Argh. Terrorist "organizations" are mostly loosely affiliated groups of wackjobs whose particular brand of wackotude happens to be similar. The idea that al Qaeda is some vast, global, well-organized, well-funded, well-trained paramilitary organization akin to SPECTRE* is simply not so; it stems from the American arrogance that "no little group of loonies could have pulled off something as complex as 9/11 right under the noses of the smartest, coolest, badest-assed country on Earth! They MUST be some sort of super-duper terrorist Legion of Doom, with resources all over the world!" Nope. Simply not true.

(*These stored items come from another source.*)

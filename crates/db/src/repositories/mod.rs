//! Query functions, one zero-sized repo per table.
//!
//! Every function takes any `PgExecutor`, so it runs equally against the pool
//! or inside a transaction.

pub mod page_repo;
pub mod revision_repo;

pub use page_repo::PageRepo;
pub use revision_repo::RevisionRepo;
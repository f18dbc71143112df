pub mod diff;
pub mod health;
pub mod page;
pub mod recent;
pub mod revision;

use axum::Router;

use crate::state::AppState;

/// Build the `/api/v1` route tree.
///
/// ```text
/// /pages                          save (auth), get by title
/// /pages/revisions                history by title
/// /revisions/{revision_id}        single revision
/// /diff                           line diff between two revisions
/// /recent-changes                 per-revision character deltas
/// /recent-changes/pages           recently updated pages
/// ```
pub fn api_routes() -> Router<AppState> {
    Router::new()
        .nest("/pages", page::router())
        .nest("/revisions", revision::router())
        .nest("/diff", diff::router())
        .nest("/recent-changes", recent::router())
}
use std::sync::Arc;

use revwiki_core::revision_store::RevisionStore;

use crate::config::ServerConfig;

/// Shared application state available to all Axum handlers via `State<AppState>`.
///
/// Cheaply cloneable: everything is behind `Arc`.
#[derive(Clone)]
pub struct AppState {
    /// Revision store over whichever repository the server was started with.
    pub store: Arc<RevisionStore>,
    pub config: Arc<ServerConfig>,
}
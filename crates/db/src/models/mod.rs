pub mod page;
pub mod revision;
//! Git-style line diffs over flattened documents.
//!
//! Ops carry 1-based `old_start`/`new_start` line numbers. Concatenating the
//! old side (`equal`, `del`, `modify.old_lines`) reproduces the old text's
//! lines; the new side (`equal`, `add`, `modify.new_lines`) reproduces the new
//! text's lines. Clipped output replaces long unchanged stretches with
//! [`LineOp::Elided`] markers, which go over the wire as an `equal` op whose
//! only line is [`ELLIPSIS`] plus the number of lines it stands for:
//!
//! ```json
//! {"type": "equal", "old_start": 1, "new_start": 1, "lines": ["…"], "count": 7}
//! ```

use serde::ser::SerializeMap;
use serde::{Serialize, Serializer};
use serde_json::Value;
use similar::{capture_diff_slices, Algorithm, ChangeTag, DiffOp, TextDiff};

use crate::flatten::to_lines;

/// The single display line an elided stretch renders as.
pub const ELLIPSIS: &str = "…";

#[derive(Debug, Clone, PartialEq, Eq)]
pub enum LineOp {
    Equal {
        old_start: usize,
        new_start: usize,
        lines: Vec<String>,
    },
    Add {
        new_start: usize,
        lines: Vec<String>,
    },
    Del {
        old_start: usize,
        lines: Vec<String>,
    },
    /// A deleted block immediately followed by an added block.
    Modify {
        old_start: usize,
        new_start: usize,
        old_lines: Vec<String>,
        new_lines: Vec<String>,
        /// One segment list per line pair, padded to the longer side.
        word_diffs: Option<Vec<Vec<WordSegment>>>,
    },
    /// `count` unchanged lines omitted by context clipping.
    Elided {
        old_start: usize,
        new_start: usize,
        count: usize,
    },
}

impl LineOp {
    pub fn is_change(&self) -> bool {
        matches!(self, LineOp::Add { .. } | LineOp::Del { .. } | LineOp::Modify { .. })
    }

    /// Render as prefixed display lines (` `, `-`, `+`, or the ellipsis).
    pub fn display_lines(&self) -> Vec<String> {
        let prefixed = |prefix: char, lines: &[String]| -> Vec<String> {
            lines.iter().map(|l| format!("{prefix}{l}")).collect()
        };
        match self {
            LineOp::Equal { lines, .. } => prefixed(' ', lines),
            LineOp::Add { lines, .. } => prefixed('+', lines),
            LineOp::Del { lines, .. } => prefixed('-', lines),
            LineOp::Modify {
                old_lines,
                new_lines,
                ..
            } => {
                let mut out = prefixed('-', old_lines);
                out.extend(prefixed('+', new_lines));
                out
            }
            LineOp::Elided { .. } => vec![ELLIPSIS.to_string()],
        }
    }
}

impl Serialize for LineOp {
    fn serialize<S: Serializer>(&self, serializer: S) -> Result<S::Ok, S::Error> {
        let mut map = serializer.serialize_map(None)?;
        match self {
            LineOp::Equal {
                old_start,
                new_start,
                lines,
            } => {
                map.serialize_entry("type", "equal")?;
                map.serialize_entry("old_start", old_start)?;
                map.serialize_entry("new_start", new_start)?;
                map.serialize_entry("lines", lines)?;
            }
            LineOp::Add { new_start, lines } => {
                map.serialize_entry("type", "add")?;
                map.serialize_entry("new_start", new_start)?;
                map.serialize_entry("lines", lines)?;
            }
            LineOp::Del { old_start, lines } => {
                map.serialize_entry("type", "del")?;
                map.serialize_entry("old_start", old_start)?;
                map.serialize_entry("lines", lines)?;
            }
            LineOp::Modify {
                old_start,
                new_start,
                old_lines,
                new_lines,
                word_diffs,
            } => {
                map.serialize_entry("type", "modify")?;
                map.serialize_entry("old_start", old_start)?;
                map.serialize_entry("new_start", new_start)?;
                map.serialize_entry("old_lines", old_lines)?;
                map.serialize_entry("new_lines", new_lines)?;
                if let Some(word_diffs) = word_diffs {
                    map.serialize_entry("word_diffs", word_diffs)?;
                }
            }
            LineOp::Elided {
                old_start,
                new_start,
                count,
            } => {
                map.serialize_entry("type", "equal")?;
                map.serialize_entry("old_start", old_start)?;
                map.serialize_entry("new_start", new_start)?;
                map.serialize_entry("lines", &[ELLIPSIS])?;
                map.serialize_entry("count", count)?;
            }
        }
        map.end()
    }
}

#[derive(Debug, Clone, Copy, PartialEq, Eq, Serialize)]
#[serde(rename_all = "snake_case")]
pub enum SegmentKind {
    Add,
    Del,
    Equal,
}

#[derive(Debug, Clone, PartialEq, Eq, Serialize)]
pub struct WordSegment {
    #[serde(rename = "type")]
    pub kind: SegmentKind,
    pub text: String,
}

#[derive(Debug, Clone, Copy, Default, PartialEq, Eq, Serialize)]
pub struct LineDiffSummary {
    pub added: usize,
    pub deleted: usize,
    pub modified: usize,
}

/// Split text into lines on `\n`, dropping one trailing empty segment so
/// `"a\n"` and `"a"` both have a single line.
pub fn split_lines(text: &str) -> Vec<&str> {
    let mut lines: Vec<&str> = text.split('\n').collect();
    if lines.last() == Some(&"") {
        lines.pop();
    }
    lines
}

fn owned(lines: &[&str]) -> Vec<String> {
    lines.iter().map(|l| l.to_string()).collect()
}

/// Line diff of two texts.
pub fn line_diff(old: &str, new: &str, with_intra_line: bool) -> Vec<LineOp> {
    let old_lines = split_lines(old);
    let new_lines = split_lines(new);
    let raw = capture_diff_slices(Algorithm::Myers, &old_lines, &new_lines);

    let modify = |old_index: usize, old_len: usize, new_index: usize, new_len: usize| {
        let olds = &old_lines[old_index..old_index + old_len];
        let news = &new_lines[new_index..new_index + new_len];
        LineOp::Modify {
            old_start: old_index + 1,
            new_start: new_index + 1,
            old_lines: owned(olds),
            new_lines: owned(news),
            word_diffs: with_intra_line.then(|| pairwise_word_diffs(olds, news)),
        }
    };

    let mut ops = Vec::with_capacity(raw.len());
    let mut iter = raw.iter().peekable();
    while let Some(op) = iter.next() {
        match *op {
            DiffOp::Equal {
                old_index,
                new_index,
                len,
            } => ops.push(LineOp::Equal {
                old_start: old_index + 1,
                new_start: new_index + 1,
                lines: owned(&old_lines[old_index..old_index + len]),
            }),
            DiffOp::Delete {
                old_index, old_len, ..
            } => match iter.peek() {
                Some(&&DiffOp::Insert {
                    new_index, new_len, ..
                }) => {
                    iter.next();
                    ops.push(modify(old_index, old_len, new_index, new_len));
                }
                _ => ops.push(LineOp::Del {
                    old_start: old_index + 1,
                    lines: owned(&old_lines[old_index..old_index + old_len]),
                }),
            },
            DiffOp::Insert {
                new_index, new_len, ..
            } => ops.push(LineOp::Add {
                new_start: new_index + 1,
                lines: owned(&new_lines[new_index..new_index + new_len]),
            }),
            DiffOp::Replace {
                old_index,
                old_len,
                new_index,
                new_len,
            } => ops.push(modify(old_index, old_len, new_index, new_len)),
        }
    }
    ops
}

fn pairwise_word_diffs(olds: &[&str], news: &[&str]) -> Vec<Vec<WordSegment>> {
    (0..olds.len().max(news.len()))
        .map(|k| {
            word_diff(
                olds.get(k).copied().unwrap_or_default(),
                news.get(k).copied().unwrap_or_default(),
            )
        })
        .collect()
}

/// Word-level diff of one line pair, merging consecutive same-kind tokens.
pub fn word_diff(old: &str, new: &str) -> Vec<WordSegment> {
    let diff = TextDiff::from_words(old, new);
    let mut segments: Vec<WordSegment> = Vec::new();
    for change in diff.iter_all_changes() {
        let kind = match change.tag() {
            ChangeTag::Equal => SegmentKind::Equal,
            ChangeTag::Delete => SegmentKind::Del,
            ChangeTag::Insert => SegmentKind::Add,
        };
        match segments.last_mut() {
            Some(last) if last.kind == kind => last.text.push_str(change.value()),
            _ => segments.push(WordSegment {
                kind,
                text: change.value().to_string(),
            }),
        }
    }
    segments
}

pub fn summarize_ops(ops: &[LineOp]) -> LineDiffSummary {
    ops.iter()
        .fold(LineDiffSummary::default(), |mut summary, op| {
            match op {
                LineOp::Add { lines, .. } => summary.added += lines.len(),
                LineOp::Del { lines, .. } => summary.deleted += lines.len(),
                LineOp::Modify {
                    old_lines,
                    new_lines,
                    ..
                } => summary.modified += old_lines.len().max(new_lines.len()),
                LineOp::Equal { .. } | LineOp::Elided { .. } => {}
            }
            summary
        })
}

/// Unified diff text with `---`/`+++` headers.
///
/// `context` is the number of unchanged lines around each hunk; `None` shows
/// the whole file as context.
pub fn unified_patch(
    old: &str,
    new: &str,
    old_label: &str,
    new_label: &str,
    context: Option<usize>,
) -> String {
    let radius = context.unwrap_or_else(|| split_lines(old).len().max(split_lines(new).len()));
    let diff = TextDiff::from_lines(old, new);
    let mut out = format!("--- {old_label}\n+++ {new_label}\n");
    for hunk in diff.unified_diff().context_radius(radius).iter_hunks() {
        out.push_str(&hunk.to_string());
    }
    out
}

/// Collapse unchanged stretches to at most `context` lines next to each
/// change. `None` leaves the ops untouched.
///
/// With no changes at all, the head and tail `context` lines of the text are
/// kept around a single ellipsis (text of `2 * context` lines or fewer is
/// kept whole). Clipping is idempotent.
pub fn clip_by_context(ops: &[LineOp], context: Option<usize>) -> Vec<LineOp> {
    let Some(context) = context else {
        return ops.to_vec();
    };
    let has_change = ops.iter().any(LineOp::is_change);

    let mut out: Vec<LineOp> = Vec::with_capacity(ops.len());
    let mut i = 0;
    while i < ops.len() {
        if !matches!(ops[i], LineOp::Equal { .. }) {
            push_merging(&mut out, ops[i].clone());
            i += 1;
            continue;
        }

        let start = i;
        let mut run: Vec<(usize, usize, String)> = Vec::new();
        while let Some(LineOp::Equal {
            old_start,
            new_start,
            lines,
        }) = ops.get(i)
        {
            run.extend(
                lines
                    .iter()
                    .enumerate()
                    .map(|(k, l)| (old_start + k, new_start + k, l.clone())),
            );
            i += 1;
        }

        let anchored = |neighbour: Option<&LineOp>| match neighbour {
            Some(op) => op.is_change(),
            None => !has_change,
        };
        let head = anchored(start.checked_sub(1).map(|p| &ops[p]));
        let tail = anchored(ops.get(i));

        let len = run.len();
        let (keep_head, keep_tail) = match (head, tail) {
            (true, true) if len <= 2 * context => (len, 0),
            (true, true) => (context, context),
            (true, false) => (context.min(len), 0),
            (false, true) => (0, context.min(len)),
            (false, false) => (0, 0),
        };

        push_equal(&mut out, &run[..keep_head]);
        if keep_head + keep_tail < len {
            let (old_start, new_start, _) = &run[keep_head];
            push_merging(
                &mut out,
                LineOp::Elided {
                    old_start: *old_start,
                    new_start: *new_start,
                    count: len - keep_head - keep_tail,
                },
            );
        }
        push_equal(&mut out, &run[len - keep_tail..]);
    }
    out
}

fn push_equal(out: &mut Vec<LineOp>, lines: &[(usize, usize, String)]) {
    if let Some((old_start, new_start, _)) = lines.first() {
        out.push(LineOp::Equal {
            old_start: *old_start,
            new_start: *new_start,
            lines: lines.iter().map(|(_, _, l)| l.clone()).collect(),
        });
    }
}

fn push_merging(out: &mut Vec<LineOp>, op: LineOp) {
    if let (Some(LineOp::Elided { count: total, .. }), LineOp::Elided { count, .. }) =
        (out.last_mut(), &op)
    {
        *total += count;
        return;
    }
    out.push(op);
}

/// Options for [`diff_documents`].
#[derive(Debug, Clone)]
pub struct DocumentDiffOptions<'a> {
    pub with_intra_line: bool,
    /// Context lines kept around changes in `ops`; `None` keeps everything.
    pub context: Option<usize>,
    pub with_patch: bool,
    pub old_label: &'a str,
    pub new_label: &'a str,
}

impl Default for DocumentDiffOptions<'_> {
    fn default() -> Self {
        Self {
            with_intra_line: true,
            context: Some(3),
            with_patch: false,
            old_label: "old",
            new_label: "new",
        }
    }
}

#[derive(Debug, Clone, PartialEq, Eq, Serialize)]
pub struct DocumentDiff {
    pub ops: Vec<LineOp>,
    /// Computed before clipping, so it always covers the whole document.
    pub summary: LineDiffSummary,
    #[serde(skip_serializing_if = "Option::is_none")]
    pub patch: Option<String>,
}

/// Flatten both documents and line-diff them.
pub fn diff_documents(old: &Value, new: &Value, options: &DocumentDiffOptions<'_>) -> DocumentDiff {
    let old_text = to_lines(old).join("\n");
    let new_text = to_lines(new).join("\n");
    diff_texts(&old_text, &new_text, options)
}

/// [`diff_documents`] for texts that are already flattened.
pub fn diff_texts(old_text: &str, new_text: &str, options: &DocumentDiffOptions<'_>) -> DocumentDiff {
    let ops = line_diff(old_text, new_text, options.with_intra_line);
    let summary = summarize_ops(&ops);
    let patch = options.with_patch.then(|| {
        unified_patch(
            old_text,
            new_text,
            options.old_label,
            options.new_label,
            options.context,
        )
    });
    DocumentDiff {
        ops: clip_by_context(&ops, options.context),
        summary,
        patch,
    }
}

The sad truth is that small terrorist groups (I refuse to call them "cells" because that implies that they're small parts of a huge network, like the French Resistance or the Bieber Fan Club) are perfectly capable of pulling off large, well-planned, successful attacks. In fact, they're much more likely to be successful. You see, everybody knows that the best way to keep a secret is to NOT TELL EVERYBODY, so the more people you have in your al Qaeda Local Lodge #578, the more likely you are to have one of them get cheesed off that he wasn't elected Grand Poobah or given the keys to the Mystery Machine, and either split the group or go squeal to the FBI out of spite.
Besides, 9/11 wasn't nearly as complex as we like to think. Sure, it wasn't easy, but the hardest part of the whole plan was finding 20 guys who were both crazy enough to kill themselves and not stupid enough to go postal in the terminal and give the whole thing away before they got off the ground. Coordination? One guy picks four flights and buys 20 tickets. Timing? Heck, the AIRLINES took care of the timing on 9/11 - the flights were all scheduled. Precision? Well, there I have to hand it to the hijackers; 75% of them were able to hijack the planes, find their targets, and fly the planes into them. I don't doubt that, had the passengers on United 93 not rebelled and been within a hair's breadth of re-taking the plane, it would have hit its intended target, as well. But I have to give as much credit to the flight instructors in Florida who unwittingly taught the hijackers their air navigation skills, as I do to the hijackers themselves.
Basically, although there is danger, and there are nutbars out there who want to kill us, the threat is so wildly overblown by paranoia that we've put ourselves back into a never-ending Cold War that will eventually lead us to destroy ourselves, or the rest of the world to step in and put an end to the madness.
All of this has happened before. All of it will happen again. And when it happens, it's never pretty.